Даже во время этого разговора директриса излучала неземную энергию: постоянно звонил телефон, в комнату все время открывали дверь, заглядывали какие-то люди, и в конце концов дверь просто перестали закрывать.
Удрученная, я вышла из кабинета.
И тут я увидела мужчину лет пятидесяти, который махал мне рукой. Я узнала охранника, сидящего на входе. Теперь он подзывал меня. Заинтригованная, я подошла.
— Я тут случайно ваш разговор услышал. Вас прошлое интересует. Какой период? Есть тут одна старая женщина. Мать одной из наших молодых учительниц. Так вот, она как раз в период, который вас интересует, здесь воспитательницей работала, и преподавала русский язык и литературу. Она все должна хорошо помнить. Сюда тоже в эвакуацию приехала, так как здесь теперь работает ее дочь. Вы с ней можете поговорить. Не бесплатно, конечно. Здесь все в деньгах очень нуждаются. Я вам адресочек черкну. Они в общежитии живут. И вы мне пару копеек за услугу.
Общежитие единственного в поселке лесного техникума было забито под завязку беженцами. На стук в дверь вышла миловидная полная женщина и сказала, что ее мать уехала за пенсией в соседний город, будет только поздно вечером. Мы договорились встретиться в десять вечера. Оставив ей 100 долларов, я пообещала, что после разговора дам столько же. По глазам женщины было видно, что для них — это колоссальные деньги.
До десяти вечера оставалась уйма времени. Я пообедала в кафе в центре, съев жутко дорогой и не вкусный из-за обилия растопленного сала обед, затем прошлась по единственной центральной улице, посидела в каком-то сквере. Вернувшись в гостиницу, обнаружила, что украли косметику, поругалась с администратором. Затем легла на кровать с бельем сомнительной чистоты, и стала день накануне моего отъезда.
Я так и не смогла себе объяснить, зачем я решила повторить такое рискованное мероприятие, как посещение Фиолетовой комнаты. Что я хотела там найти? Вещи мои были собраны, билеты куплены, я четко знала свою цель, но меня снова и снова тянуло туда. Наконец, я решилась пойти. Произошло это спонтанно: я вскочила посреди ночи и так лихорадочно отдирала свой тайник-плинтус, что даже сломала ноготь. Я спешила туда.
В этот раз все прошло быстрее и проще. Сердце не выскакивало из груди, а ноги весьма уверенно несли меня вперед.
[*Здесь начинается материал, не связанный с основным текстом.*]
//! Domain models for Subscan
//!
//! Every extraction result is a plain value created fresh per call.

use chrono::{Datelike, NaiveDate};
use serde::{Deserialize, Serialize};

/// A monetary amount found in message text
#[derive(Debug, Clone, PartialEq, Serialize, Deserialize)]
pub struct AmountMatch {
    /// Always positive and finite
    pub value: f64,
    /// Three-letter currency code (e.g., "USD")
    pub currency: String,
    pub confidence: f64,
}

/// Which resolution step produced a service name
#[derive(Debug, Clone, Copy, PartialEq, Eq, Serialize, Deserialize)]
#[serde(rename_all = "snake_case")]
pub enum ServiceSource {
    /// Canonical service name appeared verbatim in the text
    Direct,
    /// A known alias or variant appeared in the text
    Alias,
    /// Sender domain or sender ID matched a known service
    SenderDomain,
    /// Captured from a phrase like "welcome to X"
    Pattern,
    /// Cleaned-up sender string, nothing else matched
    SenderCleanup,
}

impl ServiceSource {
    pub fn as_str(&self) -> &'static str {
        match self {
            Self::Direct => "direct",
            Self::Alias => "alias",
            Self::SenderDomain => "sender_domain",
            Self::Pattern => "pattern",
            Self::SenderCleanup => "sender_cleanup",
        }
    }
}

/// Broad service category, used to pre-select a category in the confirm form
#[derive(Debug, Clone, Copy, PartialEq, Eq, Serialize, Deserialize)]
#[serde(rename_all = "snake_case")]
pub enum ServiceCategory {
    Streaming,
    Music,
    CloudStorage,
    Software,
    Gaming,
    News,
    Fitness,
    Education,
    Social,
    Delivery,
    Other,
}

impl ServiceCategory {
    pub fn as_str(&self) -> &'static str {
        match self {
            Self::Streaming => "streaming",
            Self::Music => "music",
            Self::CloudStorage => "cloud_storage",
            Self::Software => "software",
            Self::Gaming => "gaming",
            Self::News => "news",
            Self::Fitness => "fitness",
            Self::Education => "education",
            Self::Social => "social",
            Self::Delivery => "delivery",
            Self::Other => "other",
        }
    }

    pub fn label(&self) -> &'static str {
        match self {
            Self::Streaming => "Streaming",
            Self::Music => "Music",
            Self::CloudStorage => "Cloud Storage",
            Self::Software => "Software",
            Self::Gaming => "Gaming",
            Self::News => "News",
            Self::Fitness => "Fitness",
            Self::Education => "Education",
            Self::Social => "Social",
            Self::Delivery => "Delivery",
            Self::Other => "Other",
        }
    }
}

/// The subscribed-to service identified in a message
#[derive(Debug, Clone, PartialEq, Serialize, Deserialize)]
pub struct ServiceMatch {
    /// Raw text that matched (or the raw sender for sender-based matches)
    pub name: String,
    /// Canonical display name, never empty
    pub normalized_name: String,
    pub confidence: f64,
    pub source: ServiceSource,
    /// Sender address agrees with the detected service
    pub sender_confirmed: bool,
    #[serde(skip_serializing_if = "Option::is_none")]
    pub category: Option<ServiceCategory>,
}

/// Recurring billing interval
#[derive(Debug, Clone, Copy, PartialEq, Eq, Serialize, Deserialize)]
#[serde(rename_all = "lowercase")]
pub enum BillingCycle {
    Weekly,
    Monthly,
    Quarterly,
    Biannual,
    Yearly,
    /// Every N months, where N has no named cycle
    Custom,
}

impl BillingCycle {
    pub fn as_str(&self) -> &'static str {
        match self {
            Self::Weekly => "weekly",
            Self::Monthly => "monthly",
            Self::Quarterly => "quarterly",
            Self::Biannual => "biannual",
            Self::Yearly => "yearly",
            Self::Custom => "custom",
        }
    }

    /// Named cycle for an "every N months" interval, or `Custom`
    pub fn from_months(months: u32) -> Self {
        match months {
            1 => Self::Monthly,
            3 => Self::Quarterly,
            6 => Self::Biannual,
            12 => Self::Yearly,
            _ => Self::Custom,
        }
    }
}

impl std::str::FromStr for BillingCycle {
    type Err = String;

    fn from_str(s: &str) -> std::result::Result<Self, Self::Err> {
        match s.to_lowercase().as_str() {
            "weekly" => Ok(Self::Weekly),
            "monthly" => Ok(Self::Monthly),
            "quarterly" => Ok(Self::Quarterly),
            "biannual" | "semiannual" | "semi-annual" => Ok(Self::Biannual),
            "yearly" | "annual" | "annually" => Ok(Self::Yearly),
            "custom" => Ok(Self::Custom),
            _ => Err(format!("Unknown billing cycle: {}", s)),
        }
    }
}

impl std::fmt::Display for BillingCycle {
    fn fmt(&self, f: &mut std::fmt::Formatter<'_>) -> std::fmt::Result {
        write!(f, "{}", self.as_str())
    }
}

/// A billing cycle found in message text
#[derive(Debug, Clone, PartialEq, Serialize, Deserialize)]
pub struct BillingCycleMatch {
    pub cycle: BillingCycle,
    /// Months between charges; set only when `cycle` is `Custom`
    #[serde(skip_serializing_if = "Option::is_none")]
    pub interval_count: Option<u32>,
    pub confidence: f64,
}

impl BillingCycleMatch {
    pub fn named(cycle: BillingCycle, confidence: f64) -> Self {
        Self {
            cycle,
            interval_count: None,
            confidence,
        }
    }

    /// Build from a month count, keeping `interval_count` only for custom cycles
    pub fn every_months(months: u32, confidence: f64) -> Self {
        let cycle = BillingCycle::from_months(months);
        Self {
            cycle,
            interval_count: (cycle == BillingCycle::Custom).then_some(months),
            confidence,
        }
    }
}

/// A date found in message text
#[derive(Debug, Clone, PartialEq, Serialize, Deserialize)]
pub struct DateMatch {
    pub date: NaiveDate,
    /// Computed from an offset ("in 7 days", "next month") against the reference date
    pub is_relative: bool,
    pub confidence: f64,
}

impl DateMatch {
    /// Zero-indexed month (January = 0)
    pub fn month0(&self) -> u32 {
        self.date.month0()
    }
}

/// Confidence band used to color-code an extraction for the user
#[derive(Debug, Clone, Copy, PartialEq, Eq, Serialize, Deserialize)]
#[serde(rename_all = "lowercase")]
pub enum ConfidenceLevel {
    High,
    Medium,
    Low,
}

impl ConfidenceLevel {
    pub const HIGH_THRESHOLD: f64 = 0.85;
    pub const MEDIUM_THRESHOLD: f64 = 0.60;

    pub fn from_confidence(confidence: f64) -> Self {
        if confidence >= Self::HIGH_THRESHOLD {
            Self::High
        } else if confidence >= Self::MEDIUM_THRESHOLD {
            Self::Medium
        } else {
            Self::Low
        }
    }

    pub fn as_str(&self) -> &'static str {
        match self {
            Self::High => "high",
            Self::Medium => "medium",
            Self::Low => "low",
        }
    }
}

impl std::fmt::Display for ConfidenceLevel {
    fn fmt(&self, f: &mut std::fmt::Formatter<'_>) -> std::fmt::Result {
        write!(f, "{}", self.as_str())
    }
}

/// Combined result of running every extractor over one message
#[derive(Debug, Clone, PartialEq, Serialize, Deserialize)]
pub struct SubscriptionExtraction {
    pub amount: Option<AmountMatch>,
    pub service: Option<ServiceMatch>,
    pub billing_cycle: Option<BillingCycleMatch>,
    pub date: Option<DateMatch>,
    /// Always within [0, 1]
    pub overall_confidence: f64,
}

impl SubscriptionExtraction {
    pub fn level(&self) -> ConfidenceLevel {
        ConfidenceLevel::from_confidence(self.overall_confidence)
    }

    /// True when amount and service were both found
    pub fn has_critical_fields(&self) -> bool {
        self.amount.is_some() && self.service.is_some()
    }

    pub fn is_empty(&self) -> bool {
        self.amount.is_none()
            && self.service.is_none()
            && self.billing_cycle.is_none()
            && self.date.is_none()
    }
}

/// Editable subscription form values pre-filled from an extraction
///
/// Callers show this to the user for confirmation; nothing here is persisted.
#[derive(Debug, Clone, PartialEq, Serialize, Deserialize)]
pub struct SubscriptionDraft {
    pub name: Option<String>,
    pub amount: Option<f64>,
    pub currency: String,
    pub billing_cycle: BillingCycle,
    #[serde(skip_serializing_if = "Option::is_none")]
    pub interval_count: Option<u32>,
    pub next_billing_date: Option<NaiveDate>,
    #[serde(skip_serializing_if = "Option::is_none")]
    pub category: Option<ServiceCategory>,
    pub confidence: f64,
    pub level: ConfidenceLevel,
}

impl SubscriptionDraft {
    /// Returns None when there is neither a service nor an amount to build on
    pub fn from_extraction(extraction: &SubscriptionExtraction, default_currency: &str) -> Option<Self> {
        if extraction.service.is_none() && extraction.amount.is_none() {
            return None;
        }

        let (billing_cycle, interval_count) = extraction
            .billing_cycle
            .as_ref()
            .map(|b| (b.cycle, b.interval_count))
            .unwrap_or((BillingCycle::Monthly, None));

        Some(Self {
            name: extraction.service.as_ref().map(|s| s.normalized_name.clone()),
            amount: extraction.amount.as_ref().map(|a| a.value),
            currency: extraction
                .amount
                .as_ref()
                .map(|a| a.currency.clone())
                .unwrap_or_else(|| default_currency.to_string()),
            billing_cycle,
            interval_count,
            next_billing_date: extraction.date.as_ref().map(|d| d.date),
            category: extraction.service.as_ref().and_then(|s| s.category),
            confidence: extraction.overall_confidence,
            level: extraction.level(),
        })
    }
}

#[cfg(test)]
mod tests {
    use super::*;

    #[test]
    fn test_billing_cycle_from_months() {
        assert_eq!(BillingCycle::from_months(1), BillingCycle::Monthly);
        assert_eq!(BillingCycle::from_months(3), BillingCycle::Quarterly);
        assert_eq!(BillingCycle::from_months(6), BillingCycle::Biannual);
        assert_eq!(BillingCycle::from_months(12), BillingCycle::Yearly);
        assert_eq!(BillingCycle::from_months(2), BillingCycle::Custom);
    }

    #[test]
    fn test_every_months_interval_only_for_custom() {
        let quarterly = BillingCycleMatch::every_months(3, 0.9);
        assert_eq!(quarterly.cycle, BillingCycle::Quarterly);
        assert_eq!(quarterly.interval_count, None);

        let custom = BillingCycleMatch::every_months(2, 0.9);
        assert_eq!(custom.cycle, BillingCycle::Custom);
        assert_eq!(custom.interval_count, Some(2));
    }

    #[test]
    fn test_billing_cycle_parse() {
        assert_eq!("Annual".parse::<BillingCycle>(), Ok(BillingCycle::Yearly));
        assert_eq!("semi-annual".parse::<BillingCycle>(), Ok(BillingCycle::Biannual));
        assert!("fortnightly".parse::<BillingCycle>().is_err());
    }

    #[test]
    fn test_confidence_level_bands() {
        assert_eq!(ConfidenceLevel::from_confidence(0.92), ConfidenceLevel::High);
        assert_eq!(ConfidenceLevel::from_confidence(0.85), ConfidenceLevel::High);
        assert_eq!(ConfidenceLevel::from_confidence(0.84), ConfidenceLevel::Medium);
        assert_eq!(ConfidenceLevel::from_confidence(0.60), ConfidenceLevel::Medium);
        assert_eq!(ConfidenceLevel::from_confidence(0.59), ConfidenceLevel::Low);
    }

    #[test]
    fn test_month0() {
        let m = DateMatch {
            date: NaiveDate::from_ymd_opt(2023, 6, 1).unwrap(),
            is_relative: true,
            confidence: 0.8,
        };
        assert_eq!(m.month0(), 5);
    }

    #[test]
    fn test_draft_defaults() {
        let extraction = SubscriptionExtraction {
            amount: None,
            service: Some(ServiceMatch {
                name: "Netflix".to_string(),
                normalized_name: "Netflix".to_string(),
                confidence: 0.95,
                source: ServiceSource::Direct,
                sender_confirmed: false,
                category: Some(ServiceCategory::Streaming),
            }),
            billing_cycle: None,
            date: None,
            overall_confidence: 0.5,
        };

        let draft = SubscriptionDraft::from_extraction(&extraction, "EUR").unwrap();
        assert_eq!(draft.name.as_deref(), Some("Netflix"));
        assert_eq!(draft.currency, "EUR");
        assert_eq!(draft.billing_cycle, BillingCycle::Monthly);
        assert_eq!(draft.category, Some(ServiceCategory::Streaming));
        assert_eq!(draft.level, ConfidenceLevel::Low);
    }

    #[test]
    fn test_draft_requires_service_or_amount() {
        let extraction = SubscriptionExtraction {
            amount: None,
            service: None,
            billing_cycle: Some(BillingCycleMatch::named(BillingCycle::Monthly, 0.9)),
            date: None,
            overall_confidence: 0.3,
        };
        assert!(SubscriptionDraft::from_extraction(&extraction, "USD").is_none());
    }
}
Я почти бежала по бесконечному коридору. Вот и заветная дверь.
Я все поняла практически сразу, когда хитрое электронное устройство выплюнуло карточку, а яркая лампочка прибора так и не изменила свой цвет. Карточка электронного замка оказалась негодной. Вирг Сафин сменил замок. Возможно, он сделал это давно. Возможно, сразу после моего первого (а теперь единственного) визита. Значит, он догадался, что я входила в комнату без него, и обнаружил пропажу, а потом сменил замок.
Все это не предвещало мне ничего хорошего. Я догадывалась, что буря разразится после его возвращения. Теперь мне хотелось ехать еще быстрее. У меня больше не оставалось ничего, кроме интерната.
Узкая и тесная комната общежития была забита вещами. Меня ждали. На столе был сервирован чай, масляное печенье — все так по-домашнему мило. И очень милым, очень добрым казалось мне лицо пожилой женщины, сидящей напротив меня.
Я повторила цифры — годы. Старая учительница кивнула:
— Конечно, я работала в это время. Я отдала этому интернату огромную часть своей жизни. И теперь в нем работает моя дочь. Прекрасно помню эти годы и почти всех учеников. Спрашивайте, о ком вы хотите узнать.
— Василий Комар, — выпалила я.
— Забавный мальчик, очень смышленый, — она кивнула, — я отлично помню его. Стал, кажется, каким-то большим бизнесменом, почти олигархом (вот тебе и раз! — удивилась я). Очень хорошо его помню. Где он живет, не знаете? За рубежом?
— Жил в Европе. Еще в Арабских эмиратах. Но теперь он мертв. Его убили в Киеве.